The early three (E3) region of the adenovirus (Ad) encodes a number of immunomodulatory proteins that interfere with class I major histocompatibility–mediated antigen presentation and confer resistance to cytokine-induced apoptosis in cells infected by the virus. Transgenic expression of Ad E3 genes under the rat insulin II promoter (RIP-E3) in β-cells in nonobese diabetic (NOD) mice decreases the incidence and delays the onset of autoimmune diabetes. The immune effector cells of RIP-E3/NOD mice maintain the ability to infiltrate the islets and transfer diabetes into NOD-scid recipients, although at a significantly reduced rate compared with wild-type littermates. The islets of RIP-E3/NOD mice can be destroyed by adoptive transfer of splenocytes from wild-type NOD mice; however, the time to onset of hyperglycemia is delayed significantly, and 40% of these recipients were not diabetic at the end of the experiment. These findings suggest that expression of E3 genes in β-cells affects both the activation of immune effector cells and the intrinsic resistance of β-cells to autoimmune destruction.

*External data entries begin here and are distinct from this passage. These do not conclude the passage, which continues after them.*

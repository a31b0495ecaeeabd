//! Outbound email collaborator used by ACTION_SEND_EMAIL steps

use async_trait::async_trait;
use serde::{Deserialize, Serialize};

#[cfg(test)]
use mockall::automock;

use crate::domain::error::DomainError;

/// A rendered email ready for delivery
#[derive(Debug, Clone, PartialEq, Eq, Serialize, Deserialize)]
pub struct EmailMessage {
    pub to: String,
    pub subject: String,
    pub body: String,
}

impl EmailMessage {
    pub fn new(to: impl Into<String>, subject: impl Into<String>, body: impl Into<String>) -> Self {
        Self {
            to: to.into(),
            subject: subject.into(),
            body: body.into(),
        }
    }
}

/// Identifier returned by the delivery backend
#[derive(Debug, Clone, PartialEq, Eq, Serialize, Deserialize)]
#[serde(transparent)]
pub struct MessageRef(pub String);

impl MessageRef {
    pub fn as_str(&self) -> &str {
        &self.0
    }
}

/// Email delivery backend
#[cfg_attr(test, automock)]
#[async_trait]
pub trait Mailer: Send + Sync {
    async fn send(&self, message: EmailMessage) -> Result<MessageRef, DomainError>;
}
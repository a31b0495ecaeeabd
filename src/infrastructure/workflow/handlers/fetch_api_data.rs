//! FETCH_API_DATA handler

use std::sync::Arc;
use std::time::Instant;

use async_trait::async_trait;
use serde_json::{json, Value};
use tracing::{debug, warn};

use super::config_error;
use crate::domain::http::{ApiAuth, ApiClient, ApiRequest, HttpMethod};
use crate::domain::workflow::{
    resolve_template, template::resolve_in_map, template::value_to_string, templated_value,
    ExecutionContext, NestedStepExecutor, StepHandler, StepResult, WorkflowError, WorkflowStep,
};

/// Calls an external API and exposes its response
///
/// Config:
/// - `api_url` (templated, required), `api_method` (default `GET`)
/// - `api_auth_type`: `NONE | BEARER | BASIC | CUSTOM_HEADER` with
///   `api_auth_token`, `api_auth_username`/`api_auth_password` or
///   `api_auth_header_name`/`api_auth_header_value`
/// - `api_headers`: object of extra templated headers
/// - `api_payload`: JSON text rendered as a template, or a templated object;
///   query parameters for GET
/// - `api_response_key`: dotted path picked out of the response body
pub struct FetchApiDataHandler {
    client: Arc<dyn ApiClient>,
}

impl FetchApiDataHandler {
    pub fn new(client: Arc<dyn ApiClient>) -> Self {
        Self { client }
    }

    fn build_request(
        step: &WorkflowStep,
        context: &ExecutionContext,
    ) -> Result<ApiRequest, WorkflowError> {
        let url = text(step, "api_url", context);
        if url.is_empty() {
            return Err(config_error(
                step.id(),
                "API endpoint URL is required for FETCH_API_DATA",
            ));
        }

        let method_name = step
            .config_str("api_method")
            .map(str::trim)
            .filter(|m| !m.is_empty())
            .unwrap_or("GET");
        let method = HttpMethod::parse(method_name).ok_or_else(|| {
            config_error(step.id(), format!("Unsupported HTTP method: {}", method_name))
        })?;

        let mut request = ApiRequest::new(method, url).with_auth(auth(step, context)?);

        if let Some(Value::Object(headers)) = step
            .config_value("api_headers")
            .map(|h| templated_value(h, context))
        {
            for (name, value) in headers {
                request = request.with_header(name, value_to_string(&value));
            }
        }

        Ok(match payload(step, context) {
            Some(payload) => request.with_payload(payload),
            None => request,
        })
    }
}

/// Templated config text, trimmed
fn text(step: &WorkflowStep, key: &str, context: &ExecutionContext) -> String {
    step.config_value(key)
        .map(|raw| value_to_string(&templated_value(raw, context)))
        .map(|value| value.trim().to_string())
        .unwrap_or_default()
}

/// Credentials; blank credentials mean no authentication
fn auth(step: &WorkflowStep, context: &ExecutionContext) -> Result<ApiAuth, WorkflowError> {
    let kind = step
        .config_str("api_auth_type")
        .map(|t| t.trim().to_uppercase())
        .filter(|t| !t.is_empty())
        .unwrap_or_else(|| "NONE".to_string());

    let auth = match kind.as_str() {
        "NONE" => ApiAuth::None,
        "BEARER" => {
            let token = text(step, "api_auth_token", context);
            if token.is_empty() {
                ApiAuth::None
            } else {
                ApiAuth::Bearer(token)
            }
        }
        "BASIC" => {
            let username = text(step, "api_auth_username", context);
            let password = text(step, "api_auth_password", context);
            if username.is_empty() {
                ApiAuth::None
            } else {
                ApiAuth::Basic {
                    username,
                    password: Some(password).filter(|p| !p.is_empty()),
                }
            }
        }
        "CUSTOM_HEADER" => {
            let name = text(step, "api_auth_header_name", context);
            let value = text(step, "api_auth_header_value", context);
            if name.is_empty() || value.is_empty() {
                ApiAuth::None
            } else {
                ApiAuth::Header { name, value }
            }
        }
        other => {
            return Err(config_error(
                step.id(),
                format!("Unsupported auth type: {}", other),
            ))
        }
    };

    Ok(auth)
}

/// Request payload; invalid JSON text is dropped with a warning
fn payload(step: &WorkflowStep, context: &ExecutionContext) -> Option<Value> {
    match step.config_value("api_payload")? {
        Value::Null => None,
        Value::String(raw) if raw.trim().is_empty() => None,
        Value::String(raw) => {
            let rendered = resolve_template(raw, context);
            match serde_json::from_str::<Value>(&rendered) {
                Ok(value @ (Value::Object(_) | Value::Array(_))) => Some(value),
                _ => {
                    warn!(step_id = %step.id(), "Ignoring api_payload that is not JSON");
                    None
                }
            }
        }
        other => Some(templated_value(other, context)),
    }
}

/// Part of the response body selected by `api_response_key`
fn select(step: &WorkflowStep, body: Value) -> Value {
    let Some(key) = step
        .config_str("api_response_key")
        .map(str::trim)
        .filter(|k| !k.is_empty())
    else {
        return body;
    };

    match body {
        Value::Object(map) => resolve_in_map(key, &map).cloned().unwrap_or(Value::Null),
        other => other,
    }
}

#[async_trait]
impl StepHandler for FetchApiDataHandler {
    async fn handle(
        &self,
        context: &mut ExecutionContext,
        step: &WorkflowStep,
        _executor: &dyn NestedStepExecutor,
    ) -> Result<StepResult, WorkflowError> {
        let request = Self::build_request(step, context)?;
        let method = request.method;
        let url = request.url.clone();

        debug!(step_id = %step.id(), method = %method, url = %url, "Fetching API data");

        let started = Instant::now();
        let response = self.client.send(request).await.map_err(|e| {
            WorkflowError::step_execution(step.id().as_str(), format!("API request failed: {}", e))
        })?;
        let duration_ms = started.elapsed().as_millis() as u64;

        let status = response.status;
        let data = select(step, response.body.clone());

        Ok(StepResult::new(
            json!({
                "api_url": url,
                "api_method": method,
                "response_status": status,
                "body": response.body,
            }),
            json!({
                "status": status,
                "parsed": data,
                "duration_ms": duration_ms,
            }),
        ))
    }
}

Type 1 diabetes is caused by a cell-mediated autoimmune destruction of the insulin-producing pancreatic islet β-cells (1). At present, there is no available treatment that can prevent this autoimmune process in humans. The current treatment of type 1 diabetes involves the administration of exogenous insulin, which does not accurately control glycemia and cannot avoid hypoglycemic episodes or complications caused by hyperglycemia. Genetic engineering of β-cells with immunomodulatory genes holds the promise of development of novel approaches for prevention of type 1 diabetes as well as for β-cell replacement by transplantation. A number of genes have been shown to increase the resistance of β-cells to immune attacks or provide them with the ability to downregulate immune effector mechanisms (2). Genes evolved by viruses to evade immune responses against virus-infected cells represent an attractive source for such immunomodulatory elements (3).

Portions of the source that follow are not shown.